| TASK DETAILS |
Wherever "transport" shows up in the records below, copy the whole line.

| DATASET ENTRIES |
══════

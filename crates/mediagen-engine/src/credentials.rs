use std::collections::HashMap;
use std::env;
use std::sync::Arc;

use async_trait::async_trait;
use mediagen_contracts::{
    validate_credentials, CredentialRequirement, Credentials, GenerationError, PlatformId,
    PlatformRegistry,
};
use serde_json::{json, Value};
use tokio::sync::OnceCell;

/// External source of per-platform credential bags.
#[async_trait]
pub trait CredentialProvider: Send + Sync {
    async fn get_credentials(&self, platform: PlatformId) -> Option<Value>;
}

/// Reads each platform's API key from the environment variables its
/// registry entry names, first non-empty one wins.
#[derive(Debug, Clone, Default)]
pub struct EnvCredentialProvider {
    env_vars: HashMap<PlatformId, &'static [&'static str]>,
}

impl EnvCredentialProvider {
    pub fn from_registry(registry: &PlatformRegistry) -> Self {
        Self {
            env_vars: registry
                .platforms()
                .iter()
                .map(|platform| (platform.id, platform.credential.env_vars))
                .collect(),
        }
    }
}

#[async_trait]
impl CredentialProvider for EnvCredentialProvider {
    async fn get_credentials(&self, platform: PlatformId) -> Option<Value> {
        self.env_vars
            .get(&platform)?
            .iter()
            .find_map(|key| non_empty_env(key))
            .map(|secret| json!({ "api_key": secret }))
    }
}

/// Fixed in-memory bags, keyed by platform.
#[derive(Debug, Clone, Default)]
pub struct StaticCredentialProvider {
    bags: HashMap<PlatformId, Value>,
}

impl StaticCredentialProvider {
    pub fn new() -> Self {
        Self::default()
    }

    pub fn with(mut self, platform: PlatformId, bag: Value) -> Self {
        self.bags.insert(platform, bag);
        self
    }
}

#[async_trait]
impl CredentialProvider for StaticCredentialProvider {
    async fn get_credentials(&self, platform: PlatformId) -> Option<Value> {
        self.bags.get(&platform).cloned()
    }
}

/// Per-instance memo: the provider is consulted at most once, and only a
/// bag that passes validation is cached.
pub struct CredentialCache {
    platform: PlatformId,
    requirement: CredentialRequirement,
    provider: Arc<dyn CredentialProvider>,
    cell: OnceCell<Credentials>,
}

impl CredentialCache {
    pub fn new(
        platform: PlatformId,
        requirement: CredentialRequirement,
        provider: Arc<dyn CredentialProvider>,
    ) -> Self {
        Self {
            platform,
            requirement,
            provider,
            cell: OnceCell::new(),
        }
    }

    pub async fn ensure(&self) -> Result<&Credentials, GenerationError> {
        self.cell
            .get_or_try_init(|| async {
                let raw = self.provider.get_credentials(self.platform).await;
                validate_credentials(self.platform, &self.requirement, raw.as_ref())
            })
            .await
    }
}

fn non_empty_env(key: &str) -> Option<String> {
    env::var(key)
        .ok()
        .map(|value| value.trim().to_string())
        .filter(|value| !value.is_empty())
}
/// Submit, then poll the job's status URL every `poll.interval` until the
/// vendor reports a terminal state.
///
/// Every poll is preceded by a sleep, so a job is never polled before one
/// interval has passed. A job that is still running once `poll.max_wait`
/// has elapsed fails with `Timeout`, and so does a status or result call
/// still in flight at that point.
pub async fn execute_async(
    instance: &ModelInstance,
    transport: &dyn HttpTransport,
    params: &Map<String, Value>,
    ctx: &InvocationContext,
    poll: PollOptions,
) -> Result<ExecutionResult, GenerationError> {
    let model = instance.model();
    ensure_mode(model, InterfaceMode::Async)?;
    if ctx.cancel.is_cancelled() {
        return Err(GenerationError::Canceled { job_id: None });
    }
    instance.ensure_credentials().await?;

    let mut phase = Phase::Submitting;
    loop {
        phase = match phase {
            Phase::Submitting => {
                let descriptor = model.build_request(params)?;
                debug!(
                    invocation_id = %ctx.id,
                    fingerprint = %descriptor.fingerprint(),
                    endpoint = %descriptor.endpoint,
                    "async request built"
                );
                let (submission, _) =
                    send(instance, transport, model.submit_call(&descriptor), ctx, None).await?;
                let handle = model.job_handle(&submission).ok_or_else(|| {
                    GenerationError::protocol(
                        model.platform(),
                        "submission response carried no job id",
                    )
                })?;
                info!(
                    invocation_id = %ctx.id,
                    job_id = %handle.id,
                    status_url = %handle.status_url,
                    "job submitted"
                );
                ctx.emit(
                    "job_submitted",
                    json!({"job_id": handle.id, "status_url": handle.status_url}),
                )
                .await;
                Phase::Polling {
                    handle,
                    attempt: 0,
                    since: Instant::now(),
                }
            }
            Phase::Polling {
                handle,
                attempt,
                since,
            } => {
                wait_interval(ctx, &poll, &handle).await?;
                let attempt = attempt + 1;
                let (payload, call) = within_deadline(
                    &poll,
                    since,
                    &handle.id,
                    send(
                        instance,
                        transport,
                        model.poll_call(&handle),
                        ctx,
                        Some(handle.id.as_str()),
                    ),
                )
                .await?;
                let status = model.classify(&payload).ok_or_else(|| {
                    GenerationError::protocol(
                        model.platform(),
                        format!(
                            "unrecognized job status {} for job {}",
                            payload.get("status").unwrap_or(&Value::Null),
                            handle.id
                        ),
                    )
                })?;
                debug!(
                    invocation_id = %ctx.id,
                    job_id = %handle.id,
                    attempt,
                    status = %status,
                    "job polled"
                );
                ctx.emit(
                    "job_polled",
                    json!({"job_id": handle.id, "attempt": attempt, "status": status}),
                )
                .await;

                match status {
                    JobStatus::InProgress => {
                        let waited = since.elapsed();
                        if poll.max_wait.is_some_and(|limit| waited >= limit) {
                            return Err(GenerationError::Timeout {
                                job_id: handle.id,
                                waited,
                            });
                        }
                        Phase::Polling {
                            handle,
                            attempt,
                            since,
                        }
                    }
                    JobStatus::Succeeded => Phase::Collecting {
                        handle,
                        status_payload: payload,
                        since,
                    },
                    JobStatus::Failed | JobStatus::Canceled => {
                        return Err(remote_failure(model.failure_message(&payload), &call));
                    }
                }
            }
            Phase::Collecting {
                handle,
                status_payload,
                since,
            } => {
                let payload = match model.result_call(&handle) {
                    Some(call) => {
                        let fetch = send(instance, transport, call, ctx, Some(handle.id.as_str()));
                        within_deadline(&poll, since, &handle.id, fetch).await?.0
                    }
                    None => status_payload,
                };
                let mut result = model.normalize_async(&payload);
                result.status = JobStatus::Succeeded;
                if result.prediction_id.is_none() {
                    result.prediction_id = Some(handle.id);
                }
                return Ok(result);
            }
        };
    }
}
use std::fs;
use std::path::Path;

use base64::engine::general_purpose::STANDARD as BASE64;
use base64::Engine as _;
use mediagen_contracts::GenerationError;
use serde_json::{Map, Value};

/// Typed accessors over a caller-supplied parameter bag.
///
/// Numbers may arrive as JSON numbers or numeric strings, booleans as JSON
/// booleans or `"true"`/`"false"`; every accessor reports the offending key.
#[derive(Debug, Clone, Copy)]
pub struct ParamReader<'a> {
    params: &'a Map<String, Value>,
}

impl<'a> ParamReader<'a> {
    pub fn new(params: &'a Map<String, Value>) -> Self {
        Self { params }
    }

    fn present(&self, key: &str) -> Option<&'a Value> {
        self.params.get(key).filter(|value| match value {
            Value::Null => false,
            Value::String(text) => !text.trim().is_empty(),
            _ => true,
        })
    }

    pub fn prompt(&self, key: &str) -> Result<String, GenerationError> {
        self.required_str(key)
    }

    pub fn required_str(&self, key: &str) -> Result<String, GenerationError> {
        self.optional_str(key)?
            .ok_or_else(|| GenerationError::validation(format!("'{key}' is required")))
    }

    pub fn optional_str(&self, key: &str) -> Result<Option<String>, GenerationError> {
        match self.present(key) {
            None => Ok(None),
            Some(Value::String(text)) => Ok(Some(text.trim().to_string())),
            Some(scalar @ (Value::Number(_) | Value::Bool(_))) => Ok(Some(scalar.to_string())),
            Some(_) => Err(GenerationError::validation(format!(
                "'{key}' must be a string"
            ))),
        }
    }

    pub fn int_in(
        &self,
        key: &str,
        default: Option<i64>,
        min: i64,
        max: i64,
    ) -> Result<Option<i64>, GenerationError> {
        let Some(raw) = self.present(key) else {
            return Ok(default);
        };
        let parsed = match raw {
            Value::Number(number) => number.as_i64().or_else(|| {
                number
                    .as_f64()
                    .filter(|value| value.fract() == 0.0)
                    .map(|value| value as i64)
            }),
            Value::String(text) => text.trim().parse::<i64>().ok(),
            _ => None,
        };
        let Some(value) = parsed else {
            return Err(GenerationError::validation(format!(
                "'{key}' must be an integer"
            )));
        };
        if value < min || value > max {
            return Err(GenerationError::validation(format!(
                "'{key}' must be between {min} and {max}, got {value}"
            )));
        }
        Ok(Some(value))
    }

    pub fn float_in(
        &self,
        key: &str,
        default: f64,
        min: f64,
        max: f64,
    ) -> Result<f64, GenerationError> {
        let Some(raw) = self.present(key) else {
            return Ok(default);
        };
        let parsed = match raw {
            Value::Number(number) => number.as_f64(),
            Value::String(text) => text.trim().parse::<f64>().ok(),
            _ => None,
        };
        let Some(value) = parsed.filter(|value| value.is_finite()) else {
            return Err(GenerationError::validation(format!(
                "'{key}' must be a number"
            )));
        };
        if value < min || value > max {
            return Err(GenerationError::validation(format!(
                "'{key}' must be between {min} and {max}, got {value}"
            )));
        }
        Ok(value)
    }

    pub fn choice(
        &self,
        key: &str,
        default: &str,
        allowed: &[&str],
    ) -> Result<String, GenerationError> {
        let value = match self.present(key) {
            None => return Ok(default.to_string()),
            Some(Value::String(text)) => text.trim().to_string(),
            Some(Value::Number(number)) => number.to_string(),
            Some(_) => {
                return Err(GenerationError::validation(format!(
                    "'{key}' must be one of {}",
                    allowed.join(", ")
                )))
            }
        };
        if !allowed.contains(&value.as_str()) {
            return Err(GenerationError::validation(format!(
                "'{key}' must be one of {}, got '{value}'",
                allowed.join(", ")
            )));
        }
        Ok(value)
    }

    pub fn flag(&self, key: &str, default: bool) -> Result<bool, GenerationError> {
        match self.present(key) {
            None => Ok(default),
            Some(Value::Bool(value)) => Ok(*value),
            Some(Value::String(text)) => match text.trim().to_ascii_lowercase().as_str() {
                "true" | "1" | "yes" | "on" => Ok(true),
                "false" | "0" | "no" | "off" => Ok(false),
                _ => Err(GenerationError::validation(format!(
                    "'{key}' must be true or false"
                ))),
            },
            Some(_) => Err(GenerationError::validation(format!(
                "'{key}' must be true or false"
            ))),
        }
    }

    /// An image input: http(s) and data URLs pass through, anything else is
    /// read as a local file and inlined as a base64 data URL.
    pub fn image_reference(&self, key: &str) -> Result<Option<String>, GenerationError> {
        let Some(raw) = self.optional_str(key)? else {
            return Ok(None);
        };
        if raw.starts_with("https://") || raw.starts_with("http://") || raw.starts_with("data:") {
            return Ok(Some(raw));
        }
        let path = Path::new(&raw);
        let bytes = fs::read(path).map_err(|err| {
            GenerationError::validation(format!(
                "'{key}' is neither a URL nor a readable file ({}): {err}",
                path.display()
            ))
        })?;
        let mime = mime_for_path(path).unwrap_or("image/png");
        Ok(Some(format!("data:{mime};base64,{}", BASE64.encode(bytes))))
    }

    /// Caller-supplied `extra` object, merged by the builders without
    /// overriding any field they set themselves.
    pub fn extra(&self) -> Result<Map<String, Value>, GenerationError> {
        match self.params.get("extra") {
            None | Some(Value::Null) => Ok(Map::new()),
            Some(Value::Object(map)) => Ok(map.clone()),
            Some(_) => Err(GenerationError::validation("'extra' must be an object")),
        }
    }
}

pub fn merge_extra(target: &mut Map<String, Value>, extra: Map<String, Value>) {
    for (key, value) in extra {
        if target.contains_key(&key) {
            continue;
        }
        target.insert(key, value);
    }
}

fn mime_for_path(path: &Path) -> Option<&'static str> {
    let ext = path.extension()?.to_str()?.to_ascii_lowercase();
    match ext.as_str() {
        "png" => Some("image/png"),
        "jpg" | "jpeg" => Some("image/jpeg"),
        "webp" => Some("image/webp"),
        "gif" => Some("image/gif"),
        _ => None,
    }
}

══════

| RESULT BELOW |
    transport: &dyn HttpTransport,
                    send(instance, transport, model.submit_call(&descriptor), ctx, None).await?;
                        transport,
                        let fetch = send(instance, transport, call, ctx, Some(handle.id.as_str()));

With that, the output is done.